In recent years the quantum theory of fields has become
increasingly more complicated, and, despite the remarkable
successes of the theory, it is widely held that, without some
new simplifying principle, there is little future for this
theory as an effective tool in the study of elementary particle
interactions. At the present time the best hope of building a new and powerful theory seems to lie in the development of the
method of dispersion relations. The basic idea of dispersion
relations is that the quantum mechanical amplitudes, which
describe physical processes, are the boundary values of
functions of one, or several, complex variables, regular
apart from poles in a suitably cut space: an early indication
of this notion was given in 1955 by Chew and Low who discovered that, in the static model for elastic scattering of a pion on a nucleon, one was dealing with an amplitude, meromorphic in the energy plane except for branch cuts lying along
the real axis. Dispersion relations are based on very broad
general principles such as covariance, spectral conditions,
and locality. In the so- called axiomatic approach to dispersion
theory one attempts to deduce from these basic principles, in a rigorous fashion, the analytic properties of the collision
amplitudes as functions of complex invariants. Then one is able
to exploit a knowledge of the location and nature of the
singularities of an amplitude to derive a useful integral representation for it using Cauchy's integral theorem. These
representations are called "dispersion relations" or "spectral
representations."

As we have already emphasised, the axiomatic approach
is exceedingly laborious and very few dispersion relations
can actually be proved. On the other hand, dispersion relations
written down on the evidence of perturbation theory (and to a lesser extent on the evidence supplied by potential theory in
non-relativistic quantum mechanics) have met with unprecedented
success. We are forced to the stage of asking ourselves whether
it is worth while continuing with the old axiomatic approach --
indeed, the status and consistency of the axioms of field theory
have been questioned by some writers. In perturbation theory
which can be derived non- rigorously from the axioms, we have
explicit expressions for each term in the series for an
amplitude, and if the method can be applied exhaustively to
various interactions, one might hope to utilise the perturbation
theoretic predictions to postulate the analytic structure of a new theory. The situation towards which we are moving is, in
fact, a new starting point for the theory of elementary particle
interactions based on a few simple new axioms, one of which
would relate to analytic structure: the others would probably
be concerned with unitarity and crossing symmetries. We
would then be in a position to discard the old axioms and start
afresh. Such a scheme has been proposed by Chew.

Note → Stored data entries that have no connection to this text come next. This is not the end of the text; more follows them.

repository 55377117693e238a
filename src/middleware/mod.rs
pub mod request_id;
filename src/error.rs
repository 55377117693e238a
use axum::{
    http::StatusCode,
    response::{IntoResponse, Response},
    Json,
};
use serde_json::json;

/// Application-level errors
#[derive(thiserror::Error, Debug)]
pub enum AppError {
    #[error("I/O error: {0}")]
    Io(#[from] std::io::Error),

    #[error("CSV error: {0}")]
    Csv(#[from] csv::Error),

    #[error("Snapshot encoding error: {0}")]
    Encoding(#[from] bincode::Error),

    #[error("HTTP client error: {0}")]
    HttpClient(#[from] reqwest::Error),

    #[error("Invalid data: {0}")]
    InvalidData(String),

    #[error("Invalid snapshot: {0}")]
    InvalidSnapshot(String),

    #[error("Not found: {0}")]
    NotFound(String),

    #[error("Invalid input: {0}")]
    InvalidInput(String),

    #[error("External API error: {0}")]
    ExternalApi(String),

    #[error("Missing configuration: {0}")]
    MissingConfig(String),

    #[error("Internal server error: {0}")]
    Internal(String),
}

impl IntoResponse for AppError {
    fn into_response(self) -> Response {
        let (status, message) = match self {
            AppError::NotFound(msg) => (StatusCode::NOT_FOUND, msg),
            AppError::InvalidInput(msg) => (StatusCode::BAD_REQUEST, msg),
            AppError::ExternalApi(msg) => (StatusCode::BAD_GATEWAY, msg),
            AppError::HttpClient(_) => (StatusCode::BAD_GATEWAY, self.to_string()),
            AppError::MissingConfig(msg) => (StatusCode::INTERNAL_SERVER_ERROR, msg),
            AppError::Io(_)
            | AppError::Csv(_)
            | AppError::Encoding(_)
            | AppError::InvalidData(_)
            | AppError::InvalidSnapshot(_)
            | AppError::Internal(_) => (StatusCode::INTERNAL_SERVER_ERROR, self.to_string()),
        };

        let body = Json(json!({
            "error": message
        }));

        (status, body).into_response()
    }
}

pub type AppResult<T> = Result<T, AppError>;
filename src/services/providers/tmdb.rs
/// TMDB (The Movie Database) provider
///
/// API Flow:
/// 1. Poster: /search/movie?query={title without year} → first hit's poster_path
/// 2. Details: /movie/{tmdb_id} and /movie/{tmdb_id}/videos → trailer key
use crate::{
    error::{AppError, AppResult},
    models::{MovieDetails, MovieId, TmdbMovieDetails, TmdbSearchResponse, TmdbVideo, TmdbVideos},
    services::providers::MetadataProvider,
};
use reqwest::Client as HttpClient;
use serde::de::DeserializeOwned;

const IMAGE_BASE_URL: &str = "https://image.tmdb.org/t/p/w500";
const DETAILS_LANGUAGE: &str = "en-US";

#[derive(Clone)]
pub struct TmdbProvider {
    http_client: HttpClient,
    api_key: String,
    api_url: String,
}

impl TmdbProvider {
    pub fn new(api_key: String, api_url: String) -> Self {
        Self {
            http_client: HttpClient::new(),
            api_key,
            api_url: api_url.trim_end_matches('/').to_string(),
        }
    }

    async fn get_json<T: DeserializeOwned>(&self, path: &str, query: &[(&str, &str)]) -> AppResult<T> {
        let url = format!("{}{}", self.api_url, path);
        let response = self
            .http_client
            .get(&url)
            .query(&[("api_key", self.api_key.as_str())])
            .query(query)
            .send()
            .await?;

        if !response.status().is_success() {
            let status = response.status();
            let body = response.text().await.unwrap_or_default();
            return Err(AppError::ExternalApi(format!(
                "TMDB returned status {}: {}",
                status, body
            )));
        }

        Ok(response.json().await?)
    }
}

/// Catalog titles carry a trailing "(year)"; TMDB search wants the bare name
fn search_query(title: &str) -> &str {
    title.split('(').next().unwrap_or(title).trim()
}

fn image_url(poster_path: &str) -> String {
    format!("{}{}", IMAGE_BASE_URL, poster_path)
}

/// First YouTube trailer or teaser
fn trailer_key(videos: &[TmdbVideo]) -> Option<String> {
    videos
        .iter()
        .find(|v| {
            v.site == "YouTube"
                && matches!(v.video_type.to_lowercase().as_str(), "trailer" | "teaser")
        })
        .map(|v| v.key.clone())
}

fn details_from(movie_id: MovieId, details: TmdbMovieDetails, videos: &TmdbVideos) -> MovieDetails {
    MovieDetails {
        movie_id,
        title: details.title,
        overview: details.overview,
        genres: details.genres.into_iter().map(|g| g.name).collect(),
        release_date: details.release_date,
        tmdb_rating: details.vote_average,
        poster: details.poster_path.as_deref().map(image_url),
        youtube_key: trailer_key(&videos.results),
    }
}

#[async_trait::async_trait]
impl MetadataProvider for TmdbProvider {
    async fn poster_url(&self, title: &str) -> AppResult<Option<String>> {
        let query = search_query(title);
        if query.is_empty() {
            return Ok(None);
        }

        let search: TmdbSearchResponse = self
            .get_json("/search/movie", &[("query", query)])
            .await?;

        let poster = search
            .results
            .first()
            .and_then(|hit| hit.poster_path.as_deref())
            .map(image_url);

        tracing::debug!(
            query = %query,
            results = search.results.len(),
            found = poster.is_some(),
            provider = "tmdb",
            "Poster search completed"
        );

        Ok(poster)
    }

    async fn movie_details(&self, movie_id: MovieId, provider_id: u64) -> AppResult<MovieDetails> {
        let details_path = format!("/movie/{}", provider_id);
        let videos_path = format!("/movie/{}/videos", provider_id);
        let params = [("language", DETAILS_LANGUAGE)];

        let (details, videos) = tokio::try_join!(
            self.get_json::<TmdbMovieDetails>(&details_path, &params),
            self.get_json::<TmdbVideos>(&videos_path, &params),
        )?;

        tracing::info!(
            movie_id = movie_id,
            tmdb_id = provider_id,
            videos = videos.results.len(),
            provider = "tmdb",
            "Movie details fetched"
        );

        Ok(details_from(movie_id, details, &videos))
    }

    fn name(&self) -> &'static str {
        "tmdb"
    }
}
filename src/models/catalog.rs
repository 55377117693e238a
use serde::{Deserialize, Serialize};
use std::collections::HashMap;

use super::{Movie, MovieId};

/// Normalizes a title for matching: trims surrounding whitespace and lowercases
pub fn normalize_title(title: &str) -> String {
    title.trim().to_lowercase()
}

/// The movie catalog in its declared order
///
/// Lookup tables are derived from `entries` and rebuilt on deserialization,
/// so a snapshot only carries the entries themselves.
#[derive(Debug, Clone, PartialEq, Serialize, Deserialize)]
#[serde(from = "Vec<Movie>", into = "Vec<Movie>")]
pub struct Catalog {
    entries: Vec<Movie>,
    normalized: Vec<String>,
    /// movieId -> position of its first entry
    first_by_id: HashMap<MovieId, usize>,
}

impl Catalog {
    pub fn new(entries: Vec<Movie>) -> Self {
        let normalized = entries.iter().map(|m| normalize_title(&m.title)).collect();

        let mut first_by_id = HashMap::with_capacity(entries.len());
        for (position, movie) in entries.iter().enumerate() {
            first_by_id.entry(movie.movie_id).or_insert(position);
        }

        Self {
            entries,
            normalized,
            first_by_id,
        }
    }

    pub fn len(&self) -> usize {
        self.entries.len()
    }

    pub fn is_empty(&self) -> bool {
        self.entries.is_empty()
    }

    /// Entries in declared order
    pub fn entries(&self) -> &[Movie] {
        &self.entries
    }

    /// Canonical title of a movie; the first entry wins when ids repeat
    pub fn title_of(&self, movie_id: MovieId) -> Option<&str> {
        self.first_by_id
            .get(&movie_id)
            .map(|&position| self.entries[position].title.as_str())
    }

    /// Entries paired with their normalized titles, in declared order
    pub fn normalized_entries(&self) -> impl Iterator<Item = (&Movie, &str)> {
        self.entries
            .iter()
            .zip(self.normalized.iter().map(String::as_str))
    }
}

impl From<Vec<Movie>> for Catalog {
    fn from(entries: Vec<Movie>) -> Self {
        Self::new(entries)
    }
}

impl From<Catalog> for Vec<Movie> {
    fn from(catalog: Catalog) -> Self {
        catalog.entries
    }
}
use serde::Deserialize;

// ============================================================================
// TMDB API Types
// ============================================================================

/// Response from GET /search/movie
#[derive(Debug, Clone, Deserialize)]
pub struct TmdbSearchResponse {
    #[serde(default)]
    pub results: Vec<TmdbMovie>,
}

/// A single search hit
#[derive(Debug, Clone, Deserialize)]
pub struct TmdbMovie {
    pub id: u64,
    #[serde(default)]
    pub title: Option<String>,
    #[serde(default)]
    pub poster_path: Option<String>,
}

/// Response from GET /movie/{id}
#[derive(Debug, Clone, Deserialize)]
pub struct TmdbMovieDetails {
    #[serde(default)]
    pub title: Option<String>,
    #[serde(default)]
    pub overview: Option<String>,
    #[serde(default)]
    pub genres: Vec<TmdbGenre>,
    #[serde(default)]
    pub release_date: Option<String>,
    #[serde(default)]
    pub vote_average: Option<f64>,
    #[serde(default)]
    pub poster_path: Option<String>,
}

#[derive(Debug, Clone, Deserialize)]
pub struct TmdbGenre {
    pub name: String,
}

/// Response from GET /movie/{id}/videos
#[derive(Debug, Clone, Deserialize)]
pub struct TmdbVideos {
    #[serde(default)]
    pub results: Vec<TmdbVideo>,
}

#[derive(Debug, Clone, Deserialize)]
pub struct TmdbVideo {
    pub key: String,
    pub site: String,
    #[serde(rename = "type")]
    pub video_type: String,
}
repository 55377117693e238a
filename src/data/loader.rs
//! CSV readers for the MovieLens-style input relations
//!
//! Columns are matched by header name; extra columns (`timestamp`, `genres`)
//! are ignored. A missing column or an unparsable value fails the load.

use serde::de::DeserializeOwned;
use std::collections::HashMap;
use std::io::Read;
use std::path::Path;

use crate::{
    error::{AppError, AppResult},
    models::{Catalog, Link, Movie, MovieId, Rating},
};

fn read_rows<T, R>(reader: R) -> AppResult<Vec<T>>
where
    T: DeserializeOwned,
    R: Read,
{
    let mut reader = csv::Reader::from_reader(reader);
    let rows = reader.deserialize().collect::<Result<Vec<T>, _>>()?;
    Ok(rows)
}

fn open(path: &Path) -> AppResult<std::fs::File> {
    std::fs::File::open(path).map_err(|e| {
        AppError::InvalidData(format!("Failed to open {}: {}", path.display(), e))
    })
}

/// Reads ratings (`userId,movieId,rating`)
pub fn read_ratings<R: Read>(reader: R) -> AppResult<Vec<Rating>> {
    read_rows(reader)
}

/// Reads the movie catalog (`movieId,title`), keeping file order
pub fn read_catalog<R: Read>(reader: R) -> AppResult<Catalog> {
    let movies: Vec<Movie> = read_rows(reader)?;
    Ok(Catalog::new(movies))
}

/// Reads links (`movieId,imdbId,tmdbId`) into a movieId -> tmdbId map
///
/// The last row wins for repeated ids; a movie whose winning row has no usable
/// tmdbId (blank, non-numeric or 0) is left out.
pub fn read_links<R: Read>(reader: R) -> AppResult<HashMap<MovieId, u64>> {
    let links: Vec<Link> = read_rows(reader)?;
    let mut latest: HashMap<MovieId, Option<u64>> = HashMap::with_capacity(links.len());
    for link in links {
        latest.insert(link.movie_id, link.tmdb_id.filter(|id| *id != 0));
    }
    let tmdb_ids = latest
        .into_iter()
        .filter_map(|(movie_id, tmdb_id)| tmdb_id.map(|id| (movie_id, id)))
        .collect();
    Ok(tmdb_ids)
}

pub fn load_ratings(path: impl AsRef<Path>) -> AppResult<Vec<Rating>> {
    let path = path.as_ref();
    let ratings = read_ratings(open(path)?)?;
    tracing::info!(path = %path.display(), rows = ratings.len(), "Loaded ratings");
    Ok(ratings)
}

pub fn load_catalog(path: impl AsRef<Path>) -> AppResult<Catalog> {
    let path = path.as_ref();
    let catalog = read_catalog(open(path)?)?;
    tracing::info!(path = %path.display(), movies = catalog.len(), "Loaded movie catalog");
    Ok(catalog)
}

/// Loads links if the file exists; a missing file yields an empty map
pub fn load_links(path: impl AsRef<Path>) -> AppResult<HashMap<MovieId, u64>> {
    let path = path.as_ref();
    if !path.exists() {
        tracing::warn!(path = %path.display(), "Links file not found, movie details disabled");
        return Ok(HashMap::new());
    }
    let links = read_links(open(path)?)?;
    tracing::info!(path = %path.display(), links = links.len(), "Loaded TMDB links");
    Ok(links)
}

#[cfg(test)]
mod tests {
    use super::*;

    #[test]
    fn test_read_ratings_ignores_extra_columns() {
        let data = "userId,movieId,rating,timestamp\n1,1,4.0,964982703\n1,3,4.5,964981247\n";
        let ratings = read_ratings(data.as_bytes()).unwrap();
        assert_eq!(ratings, vec![Rating::new(1, 1, 4.0), Rating::new(1, 3, 4.5)]);
    }

    #[test]
    fn test_read_ratings_missing_column_fails() {
        let data = "userId,movieId\n1,1\n";
        let result = read_ratings(data.as_bytes());
        assert!(matches!(result, Err(AppError::Csv(_))));
    }

    #[test]
    fn test_read_ratings_bad_number_fails() {
        let data = "userId,movieId,rating\n1,one,4.0\n";
        assert!(read_ratings(data.as_bytes()).is_err());
    }

    #[test]
    fn test_read_catalog_keeps_order_and_quoted_titles() {
        let data = "movieId,title,genres\n2,Jumanji (1995),Adventure\n11,\"American President, The (1995)\",Comedy\n";
        let catalog = read_catalog(data.as_bytes()).unwrap();
        assert_eq!(catalog.entries()[0], Movie::new(2, "Jumanji (1995)"));
        assert_eq!(catalog.entries()[1].title, "American President, The (1995)");
    }

    #[test]
    fn test_read_links_drops_unusable_ids() {
        let data = "movieId,imdbId,tmdbId\n1,0114709,862\n2,0113497,\n3,0113228,0\n";
        let links = read_links(data.as_bytes()).unwrap();
        assert_eq!(links.len(), 1);
        assert_eq!(links.get(&1), Some(&862));
    }

    #[test]
    fn test_read_links_last_row_wins() {
        let data = "movieId,imdbId,tmdbId\n1,0114709,862\n1,0000000,999\n2,0113497,8844\n2,0113497,\n";
        let links = read_links(data.as_bytes()).unwrap();
        assert_eq!(links.get(&1), Some(&999));
        assert_eq!(links.get(&2), None);
    }

    #[test]
    fn test_load_links_missing_file_is_empty() {
        let path = std::env::temp_dir().join(format!("missing-links-{}.csv", uuid::Uuid::new_v4()));
        let links = load_links(&path).unwrap();
        assert!(links.is_empty());
    }

    #[test]
    fn test_load_ratings_missing_file_fails() {
        let path = std::env::temp_dir().join(format!("missing-ratings-{}.csv", uuid::Uuid::new_v4()));
        assert!(matches!(load_ratings(&path), Err(AppError::InvalidData(_))));
    }
}
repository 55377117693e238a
use axum::{
    routing::{get, post},
    Router,
};
use tower::ServiceBuilder;
use tower_http::{cors::CorsLayer, trace::TraceLayer};

use super::handlers;
use super::AppState;
use crate::middleware::request_id::{make_span_with_request_id, request_id_middleware};

/// Creates the main API router with all routes
pub fn create_router(state: AppState) -> Router {
    Router::new()
        .route("/health", get(handlers::health_check))
        // Recommendations
        .route("/recommend", post(handlers::recommend))
        // Catalog
        .route("/titles", get(handlers::get_titles))
        .route("/movie/:movie_id", get(handlers::movie_details))
        // Maintenance
        .route("/admin/rebuild", post(handlers::rebuild_model))
        .layer(
            ServiceBuilder::new()
                .layer(axum::middleware::from_fn(request_id_middleware))
                .layer(TraceLayer::new_for_http().make_span_with(make_span_with_request_id))
                .layer(CorsLayer::permissive()),
        )
        .with_state(state)
}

This, then, is the background against which the author has
undertaken to write a thesis entitled ".t. perturbation theoretic
approach to the analytic properties of collision amplitudes."
The dissertation is a chronological account of the author's
studies of perturbative methods, and falls, broadly speaking,
into two distinct parts. The first part, which serves as an
introduction to the subject, describes properties of the Landau
curves which, as will be discussed later, are loci, in the
multidimensional complex space of the invariants, corresponding
to points of possible singularity of a collision amplitude.
At the time of commencing the present work (Summer 1960) the
author had participated in the Scottish Universities' Summer
School which was devoted to the subject of dispersion
relations: also several papers, in preprint form, dealing
with the elastic scattering of two particles in perturbation
theory, had recently come to hand. These two circumstances
inevitably coloured the author's entry into the subject, and
some of his earlier work consisted in the elaboration of
points raised in the literature, or else arose, directly or
indirectly, from discussions of then current topics with
Dr. G.R. Screaton, the author's research supervisor, himself
actively engaged in work on perturbation theory.

The second section gives a detailed account of an independent investigation carried out by the author into the
problem of finding an integral representation for production
processes in perturbation theory. The type of process considered is characterized by the inelastic scattering of a pion on a nucleon:

π + N —» π + π + N

The outcome of this investigation was quite surprising
for it brought to light a new problem hitherto unencountered
in simple elastic scattering processes,x namely the occurrence
of complex branch points which prevent the writing of conventional single dispersion relations for any physical values
of the fixed invariants. One is thus faced with the problem
of fitting this new feature into the existing scheme, and, in
general, the matter appears to be an exceedingly complicated
one: the urgency of coping with complex branch cuts becomes
even more intense because of the recent discovery by
Polkinghorne that complex singularities can arise as a direct
consequence of the unitarity assumption. Unitarity is one of
the basic physical principles of the theory.